Art Market Street Wisdom in Jersey


Jersey’s first Street Wisdom was also the first one we know of anywhere in the world where all the participants were artists thanks to the Jersey Arts Trust who hosted the event as part of the Skipton Arts Series

Most people associate Jersey with bankers and potatoes. But the arts are increasingly prominent. And the artists are clearly plucky, turning up to Street Wisdom despite threats of torrential rain. There were painters, ceramicists, designers, musicians – even a fire artist. The hub of the event was the beautiful, bustling and – thankfully covered – market. We did out tune-ups under the eyes of the increasingly curious stall holders. And the quests ended at the very welcoming CCA Galleries International surrounded by diamond-dusted prints by Damian Hurst. It was a great place to reflect on the day’s experiences and hear extraordinary stories like Susan’s here –


New Taste for Life

Susan is an artist who has just completed a bout of chemo therapy which has been medically successful but affected her taste an interest in food. So the impact of Street Wisdom took her by surprise.
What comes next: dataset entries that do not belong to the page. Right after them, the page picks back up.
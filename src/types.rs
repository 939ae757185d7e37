// src/types.rs
// Type aliases shared by the plotting layer

use std::error::Error;

/// Outcome of rendering one figure.
pub type PlotResult = Result<(), Box<dyn Error>>;

/// One value list per category, in x-axis order: `(category label, values)`.
pub type CategoryValues = Vec<(String, Vec<f64>)>;

/// Scatter points against a category index: `(category index, value)`.
pub type CategoryPoints = Vec<(usize, f64)>;
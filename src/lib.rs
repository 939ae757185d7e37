// src/lib.rs - Library interface for internal module access

pub mod batch;
pub mod config;
pub mod constants;
pub mod data_analysis;
pub mod data_input;
pub mod error;
pub mod font_config;
pub mod logging;
pub mod plot_framework;
pub mod plot_functions;
pub mod report;
pub mod types;

pub fn crate_version() -> &'static str {
    env!("CARGO_PKG_VERSION")
}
I wandered into an Italian deli I used to love. Nothing particularly grabbed me until I looked up and saw all these parma hams hanging there. I was fascinated by these and I was thinking about some drawings I made of parma hams a few years back when suddenly the smell from the spice shop hits me. It was a smell like ayurvedic tea. Soothing. It made me feel ‘mmmm’. It drew me to the shop and I went in. I inhaled the coriander and cumin. Sprayed myself with some lavender. Then the owner and I started swapping favourite smells. She told me about Les Landes (on the North West Coast on the island) where she lived as a child and how much she loved Gorse. I said yellow is such a wonderful cheerful colour. She wasn’t trying to sell me anything, just enjoying the dialogue. At the end she said ‘please come back any time’. And I will. This experience has reawakened my taste buds and interest in cooking and food again.
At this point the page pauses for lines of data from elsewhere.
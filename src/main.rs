// src/main.rs

use std::error::Error;
use std::fs;
use std::path::{Path, PathBuf};
use std::process::ExitCode;

use clap::{Parser, Subcommand};

use hwt_trace_render::batch::{ensure_directory, run_clock_cycle_batch, run_propagation_batch, BatchOutcome};
use hwt_trace_render::config::AnalysisConfig;
use hwt_trace_render::crate_version;
use hwt_trace_render::data_analysis::return_loss::load_return_loss_curves;
use hwt_trace_render::error::AnalysisError;
use hwt_trace_render::logging::{init_logging, LogLevel};
use hwt_trace_render::plot_functions::plot_cycle_delay_scatter::plot_cycle_delay_scatter;
use hwt_trace_render::plot_functions::plot_edge_delay_scatter::plot_edge_delay_scatter;
use hwt_trace_render::plot_functions::plot_propagation_boxplot::plot_propagation_boxplot;
use hwt_trace_render::plot_functions::plot_return_loss::plot_return_loss;
use hwt_trace_render::report::{print_clock_cycle_summary, print_propagation_summary};

#[derive(Parser)]
#[command(
    name = "hwt_trace_render",
    version,
    about = "Timing and return-loss analysis of hardware-trojan test captures"
)]
struct Cli {
    /// TOML file overriding column layout, header rows, time unit and naming rules
    #[arg(short, long, value_name = "FILE", global = true)]
    config: Option<PathBuf>,

    /// Directory for PNG output (defaults to the input directory)
    #[arg(short, long, value_name = "DIR", global = true)]
    output_dir: Option<PathBuf>,

    /// Diagnostic verbosity; RUST_LOG takes precedence when set
    #[arg(long, value_enum, default_value_t = LogLevel::Warn, global = true)]
    log_level: LogLevel,

    #[command(subcommand)]
    command: Command,
}

#[derive(Subcommand)]
enum Command {
    /// Clock cycles from enable to output change, and clock-to-output propagation delay
    CycleDelay {
        #[arg(value_name = "DIR")]
        input_dir: PathBuf,
    },
    /// Mean rising and falling input-to-output delay per device
    PropDelay {
        #[arg(value_name = "DIR")]
        input_dir: PathBuf,
    },
    /// S11 return loss of one-port network files, coloured by category
    ReturnLoss {
        #[arg(value_name = "DIR", required = true)]
        input_dirs: Vec<PathBuf>,
    },
}

fn main() -> ExitCode {
    let cli = Cli::parse();
    init_logging(cli.log_level);

    match run(cli) {
        Ok(()) => ExitCode::SUCCESS,
        Err(e) => {
            eprintln!("Error: {e}");
            ExitCode::FAILURE
        }
    }
}

fn run(cli: Cli) -> Result<(), Box<dyn Error>> {
    println!("hwt_trace_render {}", crate_version());

    // --- Configuration ---
    let config = match &cli.config {
        Some(path) => {
            println!("Loading configuration from '{}'", path.display());
            AnalysisConfig::load(path)?
        }
        None => AnalysisConfig::default(),
    };

    match &cli.command {
        Command::CycleDelay { input_dir } => {
            ensure_directory(input_dir)?;
            let output_dir = prepare_output_dir(cli.output_dir.as_deref(), input_dir)?;
            let root_name = root_name_of(input_dir);
            let unit = config.capture.time_unit;

            println!("\n--- Analysing Clock Cycle Captures in '{}' ---", input_dir.display());
            let outcome = run_clock_cycle_batch(input_dir, &config)?;
            print_batch_status(&outcome);
            print_clock_cycle_summary(&outcome.records, unit);

            println!("\n--- Generating Clock Cycle Delay Scatter Plot ---");
            plot_cycle_delay_scatter(&outcome.records.cycle_delays, &output_dir, &root_name)?;
            println!("\n--- Generating Propagation Delay Box Plot ---");
            plot_propagation_boxplot(&outcome.records.propagation_delays, unit, &output_dir, &root_name)?;
        }
        Command::PropDelay { input_dir } => {
            ensure_directory(input_dir)?;
            let output_dir = prepare_output_dir(cli.output_dir.as_deref(), input_dir)?;
            let root_name = root_name_of(input_dir);
            let unit = config.capture.time_unit;

            println!("\n--- Analysing Propagation Captures in '{}' ---", input_dir.display());
            let outcome = run_propagation_batch(input_dir, &config)?;
            print_batch_status(&outcome);
            print_propagation_summary(&outcome.records, unit);

            println!("\n--- Generating Edge Delay Scatter Plot ---");
            plot_edge_delay_scatter(&outcome.records, unit, &output_dir, &root_name)?;
        }
        Command::ReturnLoss { input_dirs } => {
            for dir in input_dirs {
                ensure_directory(dir)?;
            }
            let first_dir = input_dirs.first().ok_or_else(|| AnalysisError::InvalidConfig(
                "return-loss needs at least one input directory".to_string(),
            ))?;
            let output_dir = prepare_output_dir(cli.output_dir.as_deref(), first_dir)?;
            let root_name = root_name_of(first_dir);

            println!("\n--- Loading Network Files ---");
            let set = load_return_loss_curves(input_dirs, &config.return_loss)?;
            println!(
                "  Loaded {} curve(s); {} failed to parse, {} matched no category.",
                set.curves.len(),
                set.failed.len(),
                set.unclassified.len()
            );
            for (idx, category) in config.return_loss.categories.iter().enumerate() {
                println!("    {}: {} file(s)", category.label, set.curves_in(idx).count());
            }

            println!("\n--- Generating Return Loss Plot ---");
            plot_return_loss(&set, &config.return_loss, &output_dir, &root_name)?;
        }
    }
    Ok(())
}

fn print_batch_status<R>(outcome: &BatchOutcome<R>) {
    println!(
        "  Processed {} file(s), skipped {}.",
        outcome.processed,
        outcome.skipped_count()
    );
    for (path, reason) in &outcome.skipped {
        println!("    Skipped '{}': {reason}", path.display());
    }
    if outcome.skipped_rows > 0 {
        println!("  Dropped {} malformed data row(s).", outcome.skipped_rows);
    }
}

fn prepare_output_dir(requested: Option<&Path>, input_dir: &Path) -> Result<PathBuf, AnalysisError> {
    let dir = requested.unwrap_or(input_dir).to_path_buf();
    fs::create_dir_all(&dir).map_err(|e| AnalysisError::io(&dir, e))?;
    Ok(dir)
}

/// Prefix for output files: the input directory's own name.
fn root_name_of(dir: &Path) -> String {
    dir.canonicalize()
        .ok()
        .as_deref()
        .and_then(Path::file_name)
        .map(|name| name.to_string_lossy().into_owned())
        .unwrap_or_else(|| "captures".to_string())
}

// src/main.rs
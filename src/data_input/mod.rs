// src/data_input/mod.rs

pub mod capture_data;
pub mod capture_parser;
pub mod file_discovery;
pub mod touchstone;

// src/data_input/mod.rs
2 thoughts on “‘Art Market’ with Jersey Arts Trust, May 2015

  1. My 45minute walk.
    My question
    How to progress with joy?

    I.d seen the ‘Next’ sign through the market gate and knew that was my first clue.
    As I headed towards it I spilt my coffee outside a shop window and saw a sign in the window saying ‘hello beautiful ‘, which made me smile. On the right track then.
    The Next shop window was full of old photos of St. Helier which really took my attention and quite disturbed me, so I thought the past was a place I should be looking at. I turned around and there was a pub I remembered being very old when we had lived nearby, so I entered it to see if there were signs of its past. I took photos, chatted to people, when it came to me that my ancestors had run a pub near the back of the Pomme D’Or hotel , and that it was likely that is where I should be looking. The no. 8 on the red door of this pub seemed like a good clue too.
    I headed across town aiming to take a short cut through the town Church.
    In the church yard I noticed some lovely shaped stones gleaming in the rain, and was quite taken with them, looking at the dates on them.then I came to the gate leading me to the street where my ancestors pub was, but noticed this sign saying ‘STOP’. I stopped irked. I could not pretend not to have seen the sign but needed to go through that gate. What to do I wondered . I really felt quite irritated, but on reflection decided that I must acknowledge the sign. I turned right in the church yard and walked to a dead end. Nothing there. Back at the gate I wondered what to do.
    I turned back. Facing the church. Could I be meant to go in the church ? It looked closed.
    I went to the door which did open and entered the foyer thinking there might be some interesting leaflets with messages. There was someone cleaning there so I sat down to look at the leaflets on the table.
    The cleaner stopped cleaning, and we got chatting, and chatting and chatting. It turned out he was from Uganda. A student of theology. We discussed many religions, or rather , he told me about many religions he had studied, and that he believed in the teachings of Jesus Christ .
    He asked me what I believed in.
    I replied ‘Love, as it is the highest frequency.’
    After much further discussion, we came to the conclusion that we agreed that ‘ love’
    Was the answer.
    I left, this lovely man, and walked back through the church yard, feeling somewhat shaken by this fascinating encounter.
    On the building opposite was a big sign. ‘ Omega’.
    So, progress with love ?

    June Gould Baker.

    • June, it was wonderful to hear this story again. Amazing you can learn when you really listen… Love your work with the neolithic site, by the way. Oh, if those clay figures could talk, what wisdom would they tell us?